As chronicled in an eye-opening book forthcoming from The New Press, "Dr. Seuss Goes to War" ($25), Theodor Geisel spent the World War II years turning out strident drawings for the liberal New York daily PM. Of German extraction himself, Seuss hammered the Axis, as well as anyone he thought insufficiently hostile toward it. Favorite targets included Fatherland apologist Charles Lindberg and various international Nazi appeasers.
It's unsettling to flip through these pages and see Adolf Hitler, now the universally acknowledged face of evil, rendered in the same whimsical style as Sam I Am. Geisel obviously dipped his pen in bile, but his kids-book style nonetheless cartoonizes Hitler, imparts to him an air of buffoonishness that doesn't square with our grim knowledge of his crimes. In fairness, Geisel drew most of these images early in the war, before the full horrors of Auschwitz had become clear. (His style has a similar effect on Tojo, making him look like the Grinch Who Stole the Pacific.)
Ultimately, the cartoons are interesting only for the alternate glimpse they provide of their creator. Had Geisel gone on to become, say, Dr. Seuss, a kindly but anonymous obstetrician in Whoville, Vermont, or ol' "Doc" Seuss, town drunk, no one would have exhumed these drawings.
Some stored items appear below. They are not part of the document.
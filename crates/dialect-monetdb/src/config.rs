pub const DEFAULT_HOST: &str = "localhost";
pub const DEFAULT_PORT: u16 = 50000;
pub const DEFAULT_SCHEMA: &str = "sys";

/// Per-datastore settings, fixed once the dialect is built.
#[derive(Debug, Clone, PartialEq, Eq)]
pub struct DialectConfig {
    pub host: String,
    pub port: u16,
    pub database: String,
    pub schema: String,
    pub loose_bbox: bool,
    pub estimated_extents: bool,
    pub function_encoding: bool,
}

impl Default for DialectConfig {
    fn default() -> Self {
        Self {
            host: DEFAULT_HOST.to_string(),
            port: DEFAULT_PORT,
            database: String::new(),
            schema: DEFAULT_SCHEMA.to_string(),
            loose_bbox: false,
            estimated_extents: false,
            function_encoding: false,
        }
    }
}
#[path = "support/fixtures.rs"]
mod fixtures;

use fixtures::{adapter_with_spatial_version, dialect_with, polygon_column, roads};
use geodialect_core::{Envelope, Filter, SqlDialect, Version};
use geodialect_dialect_monetdb::MonetDbDialect;
use geodialect_testkit::RecordingAdapter;
use sqlparser::{dialect::PostgreSqlDialect, parser::Parser};

fn assert_parses(sql: &str) {
    if let Err(error) = Parser::parse_sql(&PostgreSqlDialect {}, sql) {
        panic!("generated SQL must parse: {sql}\n{error}");
    }
}

#[test]
fn constraint_and_index_statements_parse() {
    let dialect = MonetDbDialect::default();

    for version in [Version::new(1, 5, 0), Version::new(2, 1, 0)] {
        let statements = dialect.spatial_column_ddl("sys", "roads", &polygon_column(), &version);
        // The in-place type change uses an engine type modifier list.
        let skip = usize::from(version >= Version::new(2, 0, 0));
        for sql in &statements[skip..] {
            assert_parses(sql);
        }
    }
}

#[test]
fn catalog_queries_parse() {
    let dialect = dialect_with(|config| config.estimated_extents = true);
    let adapter = adapter_with_spatial_version("2.1.0");

    dialect
        .geometry_srid(None, "roads", "geom", &adapter)
        .expect("srid lookup");
    dialect
        .sequence_for_column(Some("sys"), "roads", "fid", &adapter)
        .expect("sequence lookup");
    dialect
        .next_sequence_value(None, "seq_roads", &adapter)
        .expect("next value");
    dialect
        .last_auto_generated_value(None, "roads", "fid", &adapter)
        .expect("last value");
    dialect
        .optimized_bounds(Some("sys"), &roads(), &adapter)
        .expect("optimized bounds");
    dialect
        .handle_user_defined_type("sys", "roads", "geom", &adapter)
        .expect("udt");

    let queried = adapter.queried_sql();
    assert_eq!(queried.len(), 7);
    for sql in &queried {
        assert_parses(sql);
    }
}

#[test]
fn drop_statement_parses() {
    let adapter = RecordingAdapter::new();

    MonetDbDialect::default()
        .post_drop_table(None, &roads(), &adapter)
        .expect("post drop");

    for sql in adapter.executed_sql() {
        assert_parses(&sql);
    }
}

#[test]
fn paged_spatial_query_parses() {
    let dialect = MonetDbDialect::default();
    let filter = Filter::BBox {
        property: "geom".to_string(),
        envelope: Envelope::new(0.0, 10.0, 0.0, 5.0),
        srid: Some(4326),
    };

    let mut sql = String::from("SELECT ");
    dialect.encode_geometry_column(&polygon_column(), None, None, &Default::default(), &mut sql);
    sql.push_str(" FROM ");
    dialect.encode_table_name(Some("sys"), "roads", &mut sql);
    sql.push_str(" WHERE ");
    dialect
        .create_filter_to_sql()
        .encode(&filter, &mut sql)
        .expect("filter");
    dialect.apply_limit_offset(&mut sql, Some(10), 20);

    assert_parses(&sql);
}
They're heavy-handed, mostly lacking in political or creative subtlety, and -- particularly unfortunate in cartoons -- aren't amusing. A typical example, from September, 1941: Under the caption, "Spreading the Lovely Goebbels Stuff," a man labeled "Lindbergh" is shoveling refuse off of a "Nazi Anti-Semite Stink Wagon."
Another: "What This Country Needs is a Good Mental Insecticide," Seuss fumes, drawing Uncle Sam spritzing poison into a citizen's ear, blowing out a "racial prejudice bug."
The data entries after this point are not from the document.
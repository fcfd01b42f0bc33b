mod envelope;
mod ewkt;

use wkt::{
    Wkt,
    types::{
        Coord, Dimension, GeometryCollection, LineString, MultiLineString, MultiPoint,
        MultiPolygon, Point, Polygon,
    },
};

pub use envelope::{Envelope, ReferencedEnvelope};
pub use ewkt::{WktError, read_wkt, write_wkt};

#[derive(Debug, Clone, Copy, PartialEq, Eq, Hash)]
pub enum GeometryType {
    Geometry,
    Point,
    LineString,
    LinearRing,
    Polygon,
    MultiPoint,
    MultiLineString,
    MultiPolygon,
    GeometryCollection,
}

impl GeometryType {
    #[must_use]
    pub fn wkt_tag(self) -> &'static str {
        match self {
            Self::Geometry => "GEOMETRY",
            Self::Point => "POINT",
            Self::LineString => "LINESTRING",
            Self::LinearRing => "LINEARRING",
            Self::Polygon => "POLYGON",
            Self::MultiPoint => "MULTIPOINT",
            Self::MultiLineString => "MULTILINESTRING",
            Self::MultiPolygon => "MULTIPOLYGON",
            Self::GeometryCollection => "GEOMETRYCOLLECTION",
        }
    }

    /// Case-insensitive inverse of [`GeometryType::wkt_tag`].
    #[must_use]
    pub fn from_wkt_tag(tag: &str) -> Option<Self> {
        const ALL: [GeometryType; 9] = [
            GeometryType::Geometry,
            GeometryType::Point,
            GeometryType::LineString,
            GeometryType::LinearRing,
            GeometryType::Polygon,
            GeometryType::MultiPoint,
            GeometryType::MultiLineString,
            GeometryType::MultiPolygon,
            GeometryType::GeometryCollection,
        ];

        let tag = tag.trim();
        ALL.into_iter()
            .find(|candidate| candidate.wkt_tag().eq_ignore_ascii_case(tag))
    }
}

/// A parsed geometry plus the SRID it was read or built with. Ring closure is
/// not checked; callers supply closed rings for polygons and linear rings.
#[derive(Debug, Clone, PartialEq)]
pub struct Geometry {
    pub shape: Wkt<f64>,
    pub srid: Option<i32>,
    linear_ring: bool,
}

impl Geometry {
    #[must_use]
    pub fn new(shape: Wkt<f64>) -> Self {
        Self {
            shape,
            srid: None,
            linear_ring: false,
        }
    }

    /// Axis-aligned rectangle covering `envelope`, as a closed polygon.
    #[must_use]
    pub fn from_envelope(envelope: &Envelope) -> Self {
        let (min_x, min_y) = (envelope.min_x(), envelope.min_y());
        let (max_x, max_y) = (envelope.max_x(), envelope.max_y());
        let ring = [
            (min_x, min_y),
            (min_x, max_y),
            (max_x, max_y),
            (max_x, min_y),
            (min_x, min_y),
        ]
        .into_iter()
        .map(|(x, y)| Coord {
            x,
            y,
            z: None,
            m: None,
        })
        .collect();

        Self::new(Wkt::Polygon(Polygon::new(
            vec![LineString::new(ring, Dimension::XY)],
            Dimension::XY,
        )))
    }

    #[must_use]
    pub fn with_srid(mut self, srid: i32) -> Self {
        self.srid = Some(srid);
        self
    }

    /// Marks a line string as a closed ring. Other shapes are returned as is.
    #[must_use]
    pub fn into_linear_ring(mut self) -> Self {
        self.linear_ring = matches!(self.shape, Wkt::LineString(_));
        self
    }

    #[must_use]
    pub fn is_linear_ring(&self) -> bool {
        self.linear_ring
    }

    #[must_use]
    pub fn geometry_type(&self) -> GeometryType {
        match &self.shape {
            Wkt::Point(_) => GeometryType::Point,
            Wkt::LineString(_) if self.linear_ring => GeometryType::LinearRing,
            Wkt::LineString(_) => GeometryType::LineString,
            Wkt::Polygon(_) => GeometryType::Polygon,
            Wkt::MultiPoint(_) => GeometryType::MultiPoint,
            Wkt::MultiLineString(_) => GeometryType::MultiLineString,
            Wkt::MultiPolygon(_) => GeometryType::MultiPolygon,
            Wkt::GeometryCollection(_) => GeometryType::GeometryCollection,
        }
    }

    /// True when no member holds a coordinate, however deeply nested.
    #[must_use]
    pub fn is_empty(&self) -> bool {
        let mut empty = true;
        for_each_coord(&self.shape, &mut |_| empty = false);
        empty
    }

    #[must_use]
    pub fn envelope(&self) -> Envelope {
        let mut envelope = Envelope::null();
        for_each_coord(&self.shape, &mut |coord| {
            envelope.expand_to_include(coord.x, coord.y);
        });
        envelope
    }

    /// Plain WKT for the shape; a linear ring is written as a line string.
    pub fn to_wkt(&self) -> Result<String, WktError> {
        write_wkt(&self.shape)
    }
}

pub(crate) fn for_each_coord<F>(shape: &Wkt<f64>, f: &mut F)
where
    F: FnMut(&Coord<f64>),
{
    match shape {
        Wkt::Point(point) => point_coords(point, f),
        Wkt::LineString(line) => line_coords(line, f),
        Wkt::Polygon(polygon) => polygon_coords(polygon, f),
        Wkt::MultiPoint(points) => {
            for point in points.points() {
                point_coords(point, f);
            }
        }
        Wkt::MultiLineString(lines) => {
            for line in lines.line_strings() {
                line_coords(line, f);
            }
        }
        Wkt::MultiPolygon(polygons) => {
            for polygon in polygons.polygons() {
                polygon_coords(polygon, f);
            }
        }
        Wkt::GeometryCollection(members) => {
            for member in members.geometries() {
                for_each_coord(member, f);
            }
        }
    }
}

fn point_coords<F: FnMut(&Coord<f64>)>(point: &Point<f64>, f: &mut F) {
    if let Some(coord) = point.coord() {
        f(coord);
    }
}

fn line_coords<F: FnMut(&Coord<f64>)>(line: &LineString<f64>, f: &mut F) {
    for coord in line.coords() {
        f(coord);
    }
}

fn polygon_coords<F: FnMut(&Coord<f64>)>(polygon: &Polygon<f64>, f: &mut F) {
    for ring in polygon.rings() {
        line_coords(ring, f);
    }
}

fn map_coords<F>(shape: Wkt<f64>, f: &F) -> Wkt<f64>
where
    F: Fn(Coord<f64>) -> Coord<f64>,
{
    match shape {
        Wkt::Point(point) => Wkt::Point(map_point(point, f)),
        Wkt::LineString(line) => Wkt::LineString(map_line(line, f)),
        Wkt::Polygon(polygon) => Wkt::Polygon(map_polygon(polygon, f)),
        Wkt::MultiPoint(points) => {
            let (points, dim) = points.into_inner();
            let points = points.into_iter().map(|point| map_point(point, f)).collect();
            Wkt::MultiPoint(MultiPoint::new(points, dim))
        }
        Wkt::MultiLineString(lines) => {
            let (lines, dim) = lines.into_inner();
            let lines = lines.into_iter().map(|line| map_line(line, f)).collect();
            Wkt::MultiLineString(MultiLineString::new(lines, dim))
        }
        Wkt::MultiPolygon(polygons) => {
            let (polygons, dim) = polygons.into_inner();
            let polygons = polygons
                .into_iter()
                .map(|polygon| map_polygon(polygon, f))
                .collect();
            Wkt::MultiPolygon(MultiPolygon::new(polygons, dim))
        }
        Wkt::GeometryCollection(members) => {
            let (members, dim) = members.into_inner();
            let members = members
                .into_iter()
                .map(|member| map_coords(member, f))
                .collect();
            Wkt::GeometryCollection(GeometryCollection::new(members, dim))
        }
    }
}

fn map_point<F: Fn(Coord<f64>) -> Coord<f64>>(point: Point<f64>, f: &F) -> Point<f64> {
    let (coord, dim) = point.into_inner();
    Point::new(coord.map(f), dim)
}

fn map_line<F: Fn(Coord<f64>) -> Coord<f64>>(line: LineString<f64>, f: &F) -> LineString<f64> {
    let (coords, dim) = line.into_inner();
    LineString::new(coords.into_iter().map(f).collect(), dim)
}

fn map_polygon<F: Fn(Coord<f64>) -> Coord<f64>>(polygon: Polygon<f64>, f: &F) -> Polygon<f64> {
    let (rings, dim) = polygon.into_inner();
    let rings = rings.into_iter().map(|ring| map_line(ring, f)).collect();
    Polygon::new(rings, dim)
}

#[derive(Debug, Clone, Copy, PartialEq, Default)]
pub enum PrecisionModel {
    #[default]
    Floating,
    /// Ordinates are rounded to `1 / scale` units.
    Fixed { scale: f64 },
}

impl PrecisionModel {
    #[must_use]
    pub fn make_precise(self, value: f64) -> f64 {
        match self {
            Self::Floating => value,
            Self::Fixed { scale } => (value * scale).round() / scale,
        }
    }
}

/// Construction context for decoded geometries. Passed explicitly to every
/// decode call instead of being bound to a thread.
#[derive(Debug, Clone, Copy, PartialEq, Default)]
pub struct GeometryFactory {
    pub srid: Option<i32>,
    pub precision: PrecisionModel,
}

impl GeometryFactory {
    #[must_use]
    pub fn with_srid(srid: i32) -> Self {
        Self {
            srid: Some(srid),
            precision: PrecisionModel::Floating,
        }
    }

    /// Snaps X and Y to the precision model and fills in the factory SRID
    /// when the geometry carries none.
    #[must_use]
    pub fn create(&self, geometry: Geometry) -> Geometry {
        let shape = match self.precision {
            PrecisionModel::Floating => geometry.shape,
            precision => map_coords(geometry.shape, &|coord: Coord<f64>| Coord {
                x: precision.make_precise(coord.x),
                y: precision.make_precise(coord.y),
                ..coord
            }),
        };

        Geometry {
            shape,
            srid: geometry.srid.or(self.srid),
            linear_ring: geometry.linear_ring,
        }
    }

    pub fn read_wkt(&self, text: &str) -> Result<Geometry, WktError> {
        read_wkt(text).map(|geometry| self.create(geometry))
    }
}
They are the correct sentiments, of course, but Seuss wields them like a 2-by-4; I ache from being beaten over the head. And he didn't always heed his own lessons. His drawings of Japanese-Americans are flagrantly stereotypical, all squinty eyes and buck teeth, and there's an undeniable undercurrent of racism in his feeling that Americans of Japanese descent were untrustworthy. Then again, that's easy to say with 55 years of hindsight.
"Dr. Seuss and war: The two just don't seem to go together," the book tells us. The book is right.
Two shortish items
Red Rock Review reviewed, briefly: Opened latest issue of Red Rock Review, published by Community College of Southern Nevada. Saw poem that begins, "Even in the shadow of Casinosaurus ..." Closed latest issue of Red Rock Review.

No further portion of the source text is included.